_Problem to solve_:
Every record shown here needs to be repeated exactly.

-- -- --

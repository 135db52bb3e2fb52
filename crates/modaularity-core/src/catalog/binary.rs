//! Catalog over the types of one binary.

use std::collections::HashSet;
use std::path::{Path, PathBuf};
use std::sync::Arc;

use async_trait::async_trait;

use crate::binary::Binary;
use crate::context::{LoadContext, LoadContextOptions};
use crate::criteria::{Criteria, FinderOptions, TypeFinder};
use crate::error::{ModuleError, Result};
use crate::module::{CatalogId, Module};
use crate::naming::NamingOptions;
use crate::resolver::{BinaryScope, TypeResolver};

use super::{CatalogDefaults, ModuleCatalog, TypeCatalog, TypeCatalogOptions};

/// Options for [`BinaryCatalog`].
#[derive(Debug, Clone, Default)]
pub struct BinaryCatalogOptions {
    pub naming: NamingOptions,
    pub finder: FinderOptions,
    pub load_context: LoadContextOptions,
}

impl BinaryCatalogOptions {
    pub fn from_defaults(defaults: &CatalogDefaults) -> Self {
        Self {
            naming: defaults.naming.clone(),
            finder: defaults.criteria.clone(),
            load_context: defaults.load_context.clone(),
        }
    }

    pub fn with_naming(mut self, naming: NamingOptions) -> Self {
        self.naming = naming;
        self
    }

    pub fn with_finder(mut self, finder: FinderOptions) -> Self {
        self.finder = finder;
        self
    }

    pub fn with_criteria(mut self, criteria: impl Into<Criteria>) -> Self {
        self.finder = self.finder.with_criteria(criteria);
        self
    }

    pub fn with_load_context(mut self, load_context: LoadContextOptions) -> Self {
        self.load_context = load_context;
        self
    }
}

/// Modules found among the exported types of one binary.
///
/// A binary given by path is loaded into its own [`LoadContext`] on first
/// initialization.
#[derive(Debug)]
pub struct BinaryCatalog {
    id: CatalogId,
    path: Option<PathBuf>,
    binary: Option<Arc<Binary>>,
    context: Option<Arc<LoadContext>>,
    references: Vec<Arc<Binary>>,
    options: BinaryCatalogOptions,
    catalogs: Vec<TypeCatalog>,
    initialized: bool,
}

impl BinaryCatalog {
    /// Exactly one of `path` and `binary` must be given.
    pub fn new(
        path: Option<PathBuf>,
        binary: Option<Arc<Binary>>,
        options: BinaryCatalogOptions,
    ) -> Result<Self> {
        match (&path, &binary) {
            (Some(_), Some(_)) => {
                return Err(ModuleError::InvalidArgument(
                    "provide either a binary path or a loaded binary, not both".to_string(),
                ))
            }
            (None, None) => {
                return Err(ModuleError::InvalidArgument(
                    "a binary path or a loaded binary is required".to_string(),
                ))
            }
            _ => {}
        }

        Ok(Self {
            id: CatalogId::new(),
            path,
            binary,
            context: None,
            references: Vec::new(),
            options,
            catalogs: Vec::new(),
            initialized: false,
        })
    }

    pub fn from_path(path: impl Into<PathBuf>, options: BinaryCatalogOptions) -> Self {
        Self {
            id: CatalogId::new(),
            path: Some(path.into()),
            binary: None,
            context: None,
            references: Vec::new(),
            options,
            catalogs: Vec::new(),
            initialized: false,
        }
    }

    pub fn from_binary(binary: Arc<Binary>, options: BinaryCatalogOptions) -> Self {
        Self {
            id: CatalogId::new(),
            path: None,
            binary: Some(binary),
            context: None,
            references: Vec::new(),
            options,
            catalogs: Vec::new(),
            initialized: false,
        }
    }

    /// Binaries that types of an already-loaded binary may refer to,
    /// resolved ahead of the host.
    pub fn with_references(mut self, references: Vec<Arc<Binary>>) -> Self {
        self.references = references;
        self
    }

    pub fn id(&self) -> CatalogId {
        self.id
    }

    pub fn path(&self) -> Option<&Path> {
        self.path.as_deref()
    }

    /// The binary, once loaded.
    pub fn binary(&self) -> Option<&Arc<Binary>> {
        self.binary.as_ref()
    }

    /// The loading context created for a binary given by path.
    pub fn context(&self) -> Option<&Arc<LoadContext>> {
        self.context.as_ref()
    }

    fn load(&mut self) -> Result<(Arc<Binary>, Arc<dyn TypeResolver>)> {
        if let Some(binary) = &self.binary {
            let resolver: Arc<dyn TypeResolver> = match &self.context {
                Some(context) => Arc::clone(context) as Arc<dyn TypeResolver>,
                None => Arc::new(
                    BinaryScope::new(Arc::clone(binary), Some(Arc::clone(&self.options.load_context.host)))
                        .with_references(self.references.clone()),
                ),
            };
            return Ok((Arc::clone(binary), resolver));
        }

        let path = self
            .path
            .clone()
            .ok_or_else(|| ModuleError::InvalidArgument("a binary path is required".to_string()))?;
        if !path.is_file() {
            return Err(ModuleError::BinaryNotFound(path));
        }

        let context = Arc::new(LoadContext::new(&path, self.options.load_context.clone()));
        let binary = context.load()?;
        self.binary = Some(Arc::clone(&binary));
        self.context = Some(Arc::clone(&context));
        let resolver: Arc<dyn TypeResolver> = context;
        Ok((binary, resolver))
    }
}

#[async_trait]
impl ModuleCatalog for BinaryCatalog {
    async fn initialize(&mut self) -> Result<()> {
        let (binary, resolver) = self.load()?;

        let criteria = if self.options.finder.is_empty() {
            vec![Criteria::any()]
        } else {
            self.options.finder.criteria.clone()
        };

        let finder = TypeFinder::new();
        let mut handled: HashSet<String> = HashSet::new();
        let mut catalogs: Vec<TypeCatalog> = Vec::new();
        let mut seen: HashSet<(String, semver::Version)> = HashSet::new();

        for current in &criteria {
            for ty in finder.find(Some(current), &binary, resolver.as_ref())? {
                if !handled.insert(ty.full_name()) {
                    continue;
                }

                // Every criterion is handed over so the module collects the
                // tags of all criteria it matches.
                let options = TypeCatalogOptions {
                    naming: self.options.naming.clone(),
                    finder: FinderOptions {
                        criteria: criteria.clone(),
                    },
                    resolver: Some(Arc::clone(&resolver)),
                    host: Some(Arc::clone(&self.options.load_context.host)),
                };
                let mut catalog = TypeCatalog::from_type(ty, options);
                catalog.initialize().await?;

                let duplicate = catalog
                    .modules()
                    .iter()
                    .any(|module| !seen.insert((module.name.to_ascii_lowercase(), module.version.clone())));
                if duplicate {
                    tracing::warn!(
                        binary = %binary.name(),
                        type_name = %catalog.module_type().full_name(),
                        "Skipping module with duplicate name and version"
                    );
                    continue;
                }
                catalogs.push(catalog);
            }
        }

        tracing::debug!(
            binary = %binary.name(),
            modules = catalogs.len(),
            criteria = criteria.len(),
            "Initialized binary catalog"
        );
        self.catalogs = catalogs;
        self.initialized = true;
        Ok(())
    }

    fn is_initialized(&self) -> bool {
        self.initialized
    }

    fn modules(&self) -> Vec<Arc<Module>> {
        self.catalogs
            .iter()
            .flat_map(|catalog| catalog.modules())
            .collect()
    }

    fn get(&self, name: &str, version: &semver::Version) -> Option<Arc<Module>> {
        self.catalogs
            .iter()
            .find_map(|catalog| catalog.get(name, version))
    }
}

-- -- --

_Completed task_:
repository 135db52bb3e2fb52
filename crates/modaularity-core/src/catalog/binary.rs
//! Catalog over the types of one binary.

use std::collections::HashSet;
use std::path::{Path, PathBuf};
use std::sync::Arc;

use async_trait::async_trait;

use crate::binary::Binary;
use crate::context::{LoadContext, LoadContextOptions};
use crate::criteria::{Criteria, FinderOptions, TypeFinder};
use crate::error::{ModuleError, Result};
use crate::module::{CatalogId, Module};
use crate::naming::NamingOptions;
use crate::resolver::{BinaryScope, TypeResolver};

use super::{CatalogDefaults, ModuleCatalog, TypeCatalog, TypeCatalogOptions};

/// Options for [`BinaryCatalog`].
#[derive(Debug, Clone, Default)]
pub struct BinaryCatalogOptions {
    pub naming: NamingOptions,
    pub finder: FinderOptions,
    pub load_context: LoadContextOptions,
}

impl BinaryCatalogOptions {
    pub fn from_defaults(defaults: &CatalogDefaults) -> Self {
        Self {
            naming: defaults.naming.clone(),
            finder: defaults.criteria.clone(),
            load_context: defaults.load_context.clone(),
        }
    }

    pub fn with_naming(mut self, naming: NamingOptions) -> Self {
        self.naming = naming;
        self
    }

    pub fn with_finder(mut self, finder: FinderOptions) -> Self {
        self.finder = finder;
        self
    }

    pub fn with_criteria(mut self, criteria: impl Into<Criteria>) -> Self {
        self.finder = self.finder.with_criteria(criteria);
        self
    }

    pub fn with_load_context(mut self, load_context: LoadContextOptions) -> Self {
        self.load_context = load_context;
        self
    }
}

/// Modules found among the exported types of one binary.
///
/// A binary given by path is loaded into its own [`LoadContext`] on first
/// initialization.
#[derive(Debug)]
pub struct BinaryCatalog {
    id: CatalogId,
    path: Option<PathBuf>,
    binary: Option<Arc<Binary>>,
    context: Option<Arc<LoadContext>>,
    references: Vec<Arc<Binary>>,
    options: BinaryCatalogOptions,
    catalogs: Vec<TypeCatalog>,
    initialized: bool,
}

impl BinaryCatalog {
    /// Exactly one of `path` and `binary` must be given.
    pub fn new(
        path: Option<PathBuf>,
        binary: Option<Arc<Binary>>,
        options: BinaryCatalogOptions,
    ) -> Result<Self> {
        match (&path, &binary) {
            (Some(_), Some(_)) => {
                return Err(ModuleError::InvalidArgument(
                    "provide either a binary path or a loaded binary, not both".to_string(),
                ))
            }
            (None, None) => {
                return Err(ModuleError::InvalidArgument(
                    "a binary path or a loaded binary is required".to_string(),
                ))
            }
            _ => {}
        }

        Ok(Self {
            id: CatalogId::new(),
            path,
            binary,
            context: None,
            references: Vec::new(),
            options,
            catalogs: Vec::new(),
            initialized: false,
        })
    }

    pub fn from_path(path: impl Into<PathBuf>, options: BinaryCatalogOptions) -> Self {
        Self {
            id: CatalogId::new(),
            path: Some(path.into()),
            binary: None,
            context: None,
            references: Vec::new(),
            options,
            catalogs: Vec::new(),
            initialized: false,
        }
    }

    pub fn from_binary(binary: Arc<Binary>, options: BinaryCatalogOptions) -> Self {
        Self {
            id: CatalogId::new(),
            path: None,
            binary: Some(binary),
            context: None,
            references: Vec::new(),
            options,
            catalogs: Vec::new(),
            initialized: false,
        }
    }

    /// Binaries that types of an already-loaded binary may refer to,
    /// resolved ahead of the host.
    pub fn with_references(mut self, references: Vec<Arc<Binary>>) -> Self {
        self.references = references;
        self
    }

    pub fn id(&self) -> CatalogId {
        self.id
    }

    pub fn path(&self) -> Option<&Path> {
        self.path.as_deref()
    }

    /// The binary, once loaded.
    pub fn binary(&self) -> Option<&Arc<Binary>> {
        self.binary.as_ref()
    }

    /// The loading context created for a binary given by path.
    pub fn context(&self) -> Option<&Arc<LoadContext>> {
        self.context.as_ref()
    }

    fn load(&mut self) -> Result<(Arc<Binary>, Arc<dyn TypeResolver>)> {
        if let Some(binary) = &self.binary {
            let resolver: Arc<dyn TypeResolver> = match &self.context {
                Some(context) => Arc::clone(context) as Arc<dyn TypeResolver>,
                None => Arc::new(
                    BinaryScope::new(Arc::clone(binary), Some(Arc::clone(&self.options.load_context.host)))
                        .with_references(self.references.clone()),
                ),
            };
            return Ok((Arc::clone(binary), resolver));
        }

        let path = self
            .path
            .clone()
            .ok_or_else(|| ModuleError::InvalidArgument("a binary path is required".to_string()))?;
        if !path.is_file() {
            return Err(ModuleError::BinaryNotFound(path));
        }

        let context = Arc::new(LoadContext::new(&path, self.options.load_context.clone()));
        let binary = context.load()?;
        self.binary = Some(Arc::clone(&binary));
        self.context = Some(Arc::clone(&context));
        let resolver: Arc<dyn TypeResolver> = context;
        Ok((binary, resolver))
    }
}

#[async_trait]
impl ModuleCatalog for BinaryCatalog {
    async fn initialize(&mut self) -> Result<()> {
        let (binary, resolver) = self.load()?;

        let criteria = if self.options.finder.is_empty() {
            vec![Criteria::any()]
        } else {
            self.options.finder.criteria.clone()
        };

        let finder = TypeFinder::new();
        let mut handled: HashSet<String> = HashSet::new();
        let mut catalogs: Vec<TypeCatalog> = Vec::new();
        let mut seen: HashSet<(String, semver::Version)> = HashSet::new();

        for current in &criteria {
            for ty in finder.find(Some(current), &binary, resolver.as_ref())? {
                if !handled.insert(ty.full_name()) {
                    continue;
                }

                // Every criterion is handed over so the module collects the
                // tags of all criteria it matches.
                let options = TypeCatalogOptions {
                    naming: self.options.naming.clone(),
                    finder: FinderOptions {
                        criteria: criteria.clone(),
                    },
                    resolver: Some(Arc::clone(&resolver)),
                    host: Some(Arc::clone(&self.options.load_context.host)),
                };
                let mut catalog = TypeCatalog::from_type(ty, options);
                catalog.initialize().await?;

                let duplicate = catalog
                    .modules()
                    .iter()
                    .any(|module| !seen.insert((module.name.to_ascii_lowercase(), module.version.clone())));
                if duplicate {
                    tracing::warn!(
                        binary = %binary.name(),
                        type_name = %catalog.module_type().full_name(),
                        "Skipping module with duplicate name and version"
                    );
                    continue;
                }
                catalogs.push(catalog);
            }
        }

        tracing::debug!(
            binary = %binary.name(),
            modules = catalogs.len(),
            criteria = criteria.len(),
            "Initialized binary catalog"
        );
        self.catalogs = catalogs;
        self.initialized = true;
        Ok(())
    }

    fn is_initialized(&self) -> bool {
        self.initialized
    }

    fn modules(&self) -> Vec<Arc<Module>> {
        self.catalogs
            .iter()
            .flat_map(|catalog| catalog.modules())
            .collect()
    }

    fn get(&self, name: &str, version: &semver::Version) -> Option<Arc<Module>> {
        self.catalogs
            .iter()
            .find_map(|catalog| catalog.get(name, version))
    }
}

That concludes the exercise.